▶ Instructions for the task: Report each line below that carries the word "first".

▶ Supplied material:

****

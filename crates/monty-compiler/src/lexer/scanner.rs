use monty_common::{Diagnostic, DiagnosticBag, Position, Span};
use tracing::{debug, trace};

use super::cursor::Cursor;
use super::error::{LexError, SourceError, MAX_SOURCE_LEN};
use super::token::{Token, TokenKind};

/// Hand-written scanner for the Monty language.
///
/// Produces one token per [`Scanner::next_token`] call. Lexical errors are
/// returned as `Error` tokens and scanning resumes right after the offending
/// material; once the input is exhausted every call yields `EndOfInput`.
pub struct Scanner<'src> {
    cursor: Cursor<'src>,
    last_error: Option<LexError>,
    /// Set once the iterator has handed out `EndOfInput`.
    finished: bool,
}

impl<'src> Scanner<'src> {
    /// Scanner over `source`, which must be at most [`MAX_SOURCE_LEN`] bytes.
    pub fn new(source: &'src str) -> Self {
        trace!(target: "monty::lexer", bytes = source.len(), "creating scanner");
        Self {
            cursor: Cursor::new(source),
            last_error: None,
            finished: false,
        }
    }

    /// Build a scanner over raw bytes, rejecting input that is not UTF-8
    /// or too long to address.
    pub fn from_utf8(bytes: &'src [u8]) -> Result<Self, SourceError> {
        check_len(bytes.len())?;
        let source = std::str::from_utf8(bytes).map_err(|e| SourceError::InvalidUtf8 {
            offset: e.valid_up_to(),
        })?;
        Ok(Self::new(source))
    }

    /// The buffer being scanned.
    pub fn source(&self) -> &'src str {
        self.cursor.source()
    }

    /// Position of the next character the scanner will read.
    pub fn position(&self) -> Position {
        self.cursor.position()
    }

    /// The error behind the most recent `Error` token, if the last token
    /// produced was one.
    pub fn last_error(&self) -> Option<&LexError> {
        self.last_error.as_ref()
    }

    /// Scan the entire source, returning all tokens (through `EndOfInput`)
    /// and a diagnostic for every `Error` token.
    pub fn tokenize(mut self) -> (Vec<Token<'src>>, DiagnosticBag) {
        let mut tokens = Vec::new();
        let mut diagnostics = DiagnosticBag::new();
        loop {
            let token = self.next_token();
            if let Some(error) = &self.last_error {
                let diag = Diagnostic::new(error.to_string(), token.span);
                diagnostics.report(match error.suggestion() {
                    Some(help) => diag.with_suggestion(help),
                    None => diag,
                });
            }
            let done = token.is_eof();
            tokens.push(token);
            if done {
                break;
            }
        }
        (tokens, diagnostics)
    }

    /// Iterate over every token except comments.
    pub fn significant(self) -> impl Iterator<Item = Token<'src>> {
        self.filter(|token| token.kind != TokenKind::Comment)
    }

    /// Scan the next token.
    pub fn next_token(&mut self) -> Token<'src> {
        self.last_error = None;
        self.skip_whitespace();

        let start = self.cursor.position();
        let Some(ch) = self.cursor.advance() else {
            return Token::end_of_input(Span::point(start));
        };

        match ch {
            // === Single-character tokens ===
            '.' => self.make_token(TokenKind::Dot, start),
            ',' => self.make_token(TokenKind::Comma, start),
            '(' => self.make_token(TokenKind::LeftParen, start),
            ')' => self.make_token(TokenKind::RightParen, start),
            '[' => self.make_token(TokenKind::LeftBracket, start),
            ']' => self.make_token(TokenKind::RightBracket, start),
            '+' => self.make_token(TokenKind::Plus, start),
            '-' => self.make_token(TokenKind::Minus, start),
            '*' => self.make_token(TokenKind::Star, start),
            '/' => self.make_token(TokenKind::Slash, start),
            '%' => self.make_token(TokenKind::Percent, start),

            // === One- or two-character tokens ===
            '=' => {
                if self.cursor.eat('=') {
                    self.make_token(TokenKind::EqualEqual, start)
                } else {
                    self.make_token(TokenKind::Equal, start)
                }
            }
            '!' => {
                if self.cursor.eat('=') {
                    self.make_token(TokenKind::BangEqual, start)
                } else {
                    // The offending character is consumed so the scan moves on.
                    let found = self.cursor.advance();
                    self.error(LexError::ExpectedEqualAfterBang(found), start)
                }
            }
            '<' => {
                if self.cursor.eat('=') {
                    self.make_token(TokenKind::LessEqual, start)
                } else {
                    self.make_token(TokenKind::Less, start)
                }
            }
            '>' => {
                if self.cursor.eat('=') {
                    self.make_token(TokenKind::GreaterEqual, start)
                } else {
                    self.make_token(TokenKind::Greater, start)
                }
            }
            ':' => {
                if self.cursor.eat('=') {
                    self.make_token(TokenKind::ColonEqual, start)
                } else {
                    self.make_token(TokenKind::Colon, start)
                }
            }

            '"' => self.scan_string(start),
            '#' => self.scan_comment(start),

            c if c.is_ascii_digit() => self.scan_number(start),
            c if c == '_' || c.is_ascii_lowercase() => self.scan_identifier(start),
            c if c.is_ascii_uppercase() => self.scan_type_identifier(start),

            c => self.error(LexError::UnexpectedCharacter(c), start),
        }
    }

    fn skip_whitespace(&mut self) {
        self.cursor
            .eat_while(|c| matches!(c, ' ' | '\t' | '\r' | '\n'));
    }

    // ---------------------------------------------------------------
    // Literals
    // ---------------------------------------------------------------

    /// Scan a string literal after its opening `"` has been consumed.
    ///
    /// A `"` preceded by `\` does not close the string. Nothing else is
    /// treated as an escape, and the lexeme keeps both quotes.
    fn scan_string(&mut self, start: Position) -> Token<'src> {
        let mut previous = '"';
        loop {
            match self.cursor.advance() {
                Some('"') if previous != '\\' => {
                    return self.make_token(TokenKind::String, start);
                }
                Some(c) => previous = c,
                None => return self.error(LexError::UnterminatedString, start),
            }
        }
    }

    /// Scan a run of digits and points after the first digit.
    fn scan_number(&mut self, start: Position) -> Token<'src> {
        self.cursor.eat_while(|c| c.is_ascii_digit() || c == '.');
        let lexeme = self.cursor.slice_from(start.offset);

        if lexeme.starts_with('0') && lexeme.len() > 1 {
            self.error(LexError::LeadingZero, start)
        } else if lexeme.matches('.').count() > 1 {
            self.error(LexError::MultiplePoints, start)
        } else {
            self.make_token(TokenKind::Number, start)
        }
    }

    /// Scan an identifier or keyword.
    fn scan_identifier(&mut self, start: Position) -> Token<'src> {
        self.cursor.eat_while(is_ident_continue);
        let lexeme = self.cursor.slice_from(start.offset);
        let kind = TokenKind::keyword_from_str(lexeme).unwrap_or(TokenKind::Identifier);
        Token::new(kind, lexeme, self.cursor.span_from(start))
    }

    /// Scan a capitalized name. Keywords never start uppercase.
    fn scan_type_identifier(&mut self, start: Position) -> Token<'src> {
        self.cursor.eat_while(is_ident_continue);
        self.make_token(TokenKind::TypeIdentifier, start)
    }

    /// Scan a `#` comment up to, but not including, the end of the line.
    fn scan_comment(&mut self, start: Position) -> Token<'src> {
        self.cursor.eat_while(|c| c != '\n');
        self.make_token(TokenKind::Comment, start)
    }

    // ---------------------------------------------------------------
    // Helpers
    // ---------------------------------------------------------------

    /// Create a token using the slice from `start` to current position.
    fn make_token(&self, kind: TokenKind, start: Position) -> Token<'src> {
        let lexeme = self.cursor.slice_from(start.offset);
        Token::new(kind, lexeme, self.cursor.span_from(start))
    }

    /// Create an `Error` token covering `start` to current position.
    fn error(&mut self, error: LexError, start: Position) -> Token<'src> {
        debug!(
            target: "monty::lexer",
            line = start.line,
            column = start.column,
            "{}",
            error
        );
        let token = Token::error(error.to_string(), self.cursor.span_from(start));
        self.last_error = Some(error);
        token
    }
}

impl<'src> Iterator for Scanner<'src> {
    type Item = Token<'src>;

    /// Yields every token up to and including the first `EndOfInput`.
    fn next(&mut self) -> Option<Token<'src>> {
        if self.finished {
            return None;
        }
        let token = self.next_token();
        self.finished = token.is_eof();
        Some(token)
    }
}

fn check_len(len: usize) -> Result<(), SourceError> {
    if len > MAX_SOURCE_LEN {
        return Err(SourceError::TooLarge { len });
    }
    Ok(())
}

fn is_ident_continue(c: char) -> bool {
    c.is_ascii_alphanumeric() || c == '_'
}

****

▶ Solution for this problem:
    /// Scan a run of digits and points after the first digit.
    /// Yields every token up to and including the first `EndOfInput`.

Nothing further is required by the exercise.